What this task involves: Determine how many lines in the records hold "version", then give that number by itself.

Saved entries
--- START ---

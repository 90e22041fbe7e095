use super::name::Name;
use super::resource::a::AResource;
use super::resource::aaaa::AaaaResource;
use super::resource::opaque::OpaqueResource;
use super::resource::ptr::PtrResource;
use super::resource::srv::SrvResource;
use super::resource::txt::TxtResource;
use super::resource::{Resource, ResourceBody, ResourceHeader};
use super::*;
use crate::error::Error;

fn resource(name: &str, ttl: u32, body: Box<dyn ResourceBody>) -> Resource {
    Resource {
        header: ResourceHeader {
            name: Name::new(name).unwrap(),
            class: DNSCLASS_INET,
            ttl,
            ..Default::default()
        },
        body: Some(body),
    }
}

#[test]
fn test_query_round_trip() {
    let mut msg = Message {
        header: Header::default(),
        questions: vec![Question {
            name: Name::new("_workstation._tcp.local.").unwrap(),
            typ: DnsType::Ptr,
            class: DNSCLASS_INET,
        }],
        ..Default::default()
    };
    let buf = msg.pack().unwrap();

    let mut parsed = Message::default();
    parsed.unpack(&buf).unwrap();

    assert!(!parsed.header.response);
    assert!(!parsed.header.recursion_desired);
    assert_eq!(parsed.questions.len(), 1);
    assert_eq!(parsed.questions[0].name.data, "_workstation._tcp.local.");
    assert_eq!(parsed.questions[0].typ, DnsType::Ptr);
    assert_eq!(parsed.questions[0].class, DNSCLASS_INET);
    assert!(parsed.answers.is_empty());
}

#[test]
fn test_response_round_trip() {
    let mut msg = Message {
        header: Header {
            response: true,
            authoritative: true,
            ..Default::default()
        },
        answers: vec![
            resource(
                "_workstation._tcp.local.",
                120,
                Box::new(PtrResource {
                    ptr: Name::new("Host._workstation._tcp.local.").unwrap(),
                }),
            ),
            resource(
                "Host._workstation._tcp.local.",
                120,
                Box::new(SrvResource {
                    priority: 0,
                    weight: 0,
                    port: 9,
                    target: Name::new("host.local.").unwrap(),
                }),
            ),
            resource(
                "Host._workstation._tcp.local.",
                120,
                Box::new(TxtResource {
                    txt: vec!["path=/".to_owned(), "version=1".to_owned()],
                }),
            ),
        ],
        additionals: vec![
            resource("host.local.", 120, Box::new(AResource { a: [192, 168, 1, 10] })),
            resource(
                "host.local.",
                120,
                Box::new(AaaaResource {
                    aaaa: "fe80::1".parse::<std::net::Ipv6Addr>().unwrap().octets(),
                }),
            ),
        ],
        ..Default::default()
    };
    let buf = msg.pack().unwrap();

    let mut parsed = Message::default();
    parsed.unpack(&buf).unwrap();

    assert!(parsed.header.response);
    assert!(parsed.header.authoritative);
    assert_eq!(parsed.answers.len(), 3);
    assert_eq!(parsed.additionals.len(), 2);

    let ptr = parsed.answers[0]
        .body
        .as_ref()
        .unwrap()
        .as_any()
        .downcast_ref::<PtrResource>()
        .unwrap();
    assert_eq!(ptr.ptr.data, "Host._workstation._tcp.local.");

    let srv = parsed.answers[1]
        .body
        .as_ref()
        .unwrap()
        .as_any()
        .downcast_ref::<SrvResource>()
        .unwrap();
    assert_eq!(srv.port, 9);
    assert_eq!(srv.target.data, "host.local.");
    assert_eq!(parsed.answers[1].header.ttl, 120);

    let txt = parsed.answers[2]
        .body
        .as_ref()
        .unwrap()
        .as_any()
        .downcast_ref::<TxtResource>()
        .unwrap();
    assert_eq!(txt.txt, vec!["path=/".to_owned(), "version=1".to_owned()]);

    let a = parsed.additionals[0]
        .body
        .as_ref()
        .unwrap()
        .as_any()
        .downcast_ref::<AResource>()
        .unwrap();
    assert_eq!(a.a, [192, 168, 1, 10]);

    let aaaa = parsed.additionals[1]
        .body
        .as_ref()
        .unwrap()
        .as_any()
        .downcast_ref::<AaaaResource>()
        .unwrap();
    assert_eq!(aaaa.aaaa[0], 0xfe);
    assert_eq!(aaaa.aaaa[15], 0x01);
}

#[test]
fn test_compression_pointer_unpack() {
    // Hand-packed response with two A records; the second name is a
    // pointer back to the first (offset 12, right after the header).
    #[rustfmt::skip]
    let raw: Vec<u8> = vec![
        // header: id=0, bits=response, 0 questions, 2 answers
        0x00, 0x00, 0x84, 0x00, 0x00, 0x00, 0x00, 0x02, 0x00, 0x00, 0x00, 0x00,
        // answer 1: host.local. A 10.0.0.1
        4, b'h', b'o', b's', b't', 5, b'l', b'o', b'c', b'a', b'l', 0,
        0x00, 0x01, 0x00, 0x01, 0x00, 0x00, 0x00, 0x78, 0x00, 0x04, 10, 0, 0, 1,
        // answer 2: pointer to offset 12, A 10.0.0.2
        0xC0, 0x0C,
        0x00, 0x01, 0x00, 0x01, 0x00, 0x00, 0x00, 0x78, 0x00, 0x04, 10, 0, 0, 2,
    ];

    let mut parsed = Message::default();
    parsed.unpack(&raw).unwrap();

    assert_eq!(parsed.answers.len(), 2);
    assert_eq!(parsed.answers[0].header.name.data, "host.local.");
    assert_eq!(parsed.answers[1].header.name.data, "host.local.");
    let a = parsed.answers[1]
        .body
        .as_ref()
        .unwrap()
        .as_any()
        .downcast_ref::<AResource>()
        .unwrap();
    assert_eq!(a.a, [10, 0, 0, 2]);
}

#[test]
fn test_packed_names_use_compression() {
    let mut msg = Message {
        header: Header {
            response: true,
            ..Default::default()
        },
        answers: vec![
            resource("host.local.", 120, Box::new(AResource { a: [10, 0, 0, 1] })),
            resource("host.local.", 120, Box::new(AResource { a: [10, 0, 0, 2] })),
        ],
        ..Default::default()
    };
    let buf = msg.pack().unwrap();

    // The second occurrence of the name packs as a 2-byte pointer rather
    // than repeating the 12-byte label sequence.
    let uncompressed_len = 12 + 2 * (12 + 10 + 4);
    assert!(buf.len() < uncompressed_len);

    let mut parsed = Message::default();
    parsed.unpack(&buf).unwrap();
    assert_eq!(parsed.answers[1].header.name.data, "host.local.");
}

#[test]
fn test_unknown_record_type_is_opaque() {
    // NSEC (type 47) shows up in real mDNS responses; the engine must parse
    // around it.
    #[rustfmt::skip]
    let raw: Vec<u8> = vec![
        0x00, 0x00, 0x84, 0x00, 0x00, 0x00, 0x00, 0x02, 0x00, 0x00, 0x00, 0x00,
        // answer 1: host.local. NSEC with 3 bytes of rdata
        4, b'h', b'o', b's', b't', 5, b'l', b'o', b'c', b'a', b'l', 0,
        0x00, 0x2F, 0x00, 0x01, 0x00, 0x00, 0x00, 0x78, 0x00, 0x03, 0xAA, 0xBB, 0xCC,
        // answer 2: same name (pointer), A 10.0.0.1
        0xC0, 0x0C,
        0x00, 0x01, 0x00, 0x01, 0x00, 0x00, 0x00, 0x78, 0x00, 0x04, 10, 0, 0, 1,
    ];

    let mut parsed = Message::default();
    parsed.unpack(&raw).unwrap();

    assert_eq!(parsed.answers.len(), 2);
    let opaque = parsed.answers[0]
        .body
        .as_ref()
        .unwrap()
        .as_any()
        .downcast_ref::<OpaqueResource>()
        .unwrap();
    assert_eq!(opaque.data, vec![0xAA, 0xBB, 0xCC]);
    assert_eq!(parsed.answers[0].header.typ, DnsType::Unsupported);
    assert_eq!(parsed.answers[1].header.typ, DnsType::A);
}

#[test]
fn test_junk_input_is_rejected() {
    let mut msg = Message::default();
    assert!(msg.unpack(&[]).is_err());
    assert!(msg.unpack(&[0xFF; 5]).is_err());

    // Claims one answer but carries none.
    let truncated = vec![0x00, 0x00, 0x84, 0x00, 0x00, 0x00, 0x00, 0x01, 0x00, 0x00, 0x00, 0x00];
    let mut msg = Message::default();
    assert!(msg.unpack(&truncated).is_err());
}

#[test]
fn test_rdata_length_must_match_body() {
    // A record claiming 6 bytes of rdata but encoding an address (4 bytes).
    #[rustfmt::skip]
    let raw: Vec<u8> = vec![
        0x00, 0x00, 0x84, 0x00, 0x00, 0x00, 0x00, 0x01, 0x00, 0x00, 0x00, 0x00,
        4, b'h', b'o', b's', b't', 5, b'l', b'o', b'c', b'a', b'l', 0,
        0x00, 0x01, 0x00, 0x01, 0x00, 0x00, 0x00, 0x78, 0x00, 0x06, 10, 0, 0, 1, 0, 0,
    ];
    let mut msg = Message::default();
    assert_eq!(msg.unpack(&raw), Err(Error::ErrResourceLen));
}

#[test]
fn test_name_requires_trailing_dot() {
    let name = Name::new("host.local").unwrap();
    assert_eq!(
        name.pack(vec![], &mut None, 0),
        Err(Error::ErrNonCanonicalName)
    );
}

#[test]
fn test_root_name_round_trip() {
    let name = Name::new(".").unwrap();
    let buf = name.pack(vec![], &mut None, 0).unwrap();
    assert_eq!(buf, vec![0]);

    let mut parsed = Name::default();
    let off = parsed.unpack(&buf, 0).unwrap();
    assert_eq!(off, 1);
    assert_eq!(parsed.data, ".");
}

#[test]
fn test_pointer_loop_is_rejected() {
    // A name that points at itself never terminates; the pointer limit
    // must cut it off.
    #[rustfmt::skip]
    let raw: Vec<u8> = vec![
        0x00, 0x00, 0x00, 0x00, 0x00, 0x01, 0x00, 0x00, 0x00, 0x00, 0x00, 0x00,
        0xC0, 0x0C, // question name: pointer to itself
        0x00, 0x0C, 0x00, 0x01,
    ];
    let mut msg = Message::default();
    assert_eq!(msg.unpack(&raw), Err(Error::ErrTooManyPtr));
}

#[test]
fn test_txt_empty_rdata() {
    let mut msg = Message {
        header: Header {
            response: true,
            ..Default::default()
        },
        answers: vec![resource(
            "Host._workstation._tcp.local.",
            120,
            Box::new(TxtResource { txt: vec![] }),
        )],
        ..Default::default()
    };
    let buf = msg.pack().unwrap();

    let mut parsed = Message::default();
    parsed.unpack(&buf).unwrap();
    let txt = parsed.answers[0]
        .body
        .as_ref()
        .unwrap()
        .as_any()
        .downcast_ref::<TxtResource>()
        .unwrap();
    assert!(txt.txt.is_empty());
}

--- END ---

Exercise response: 2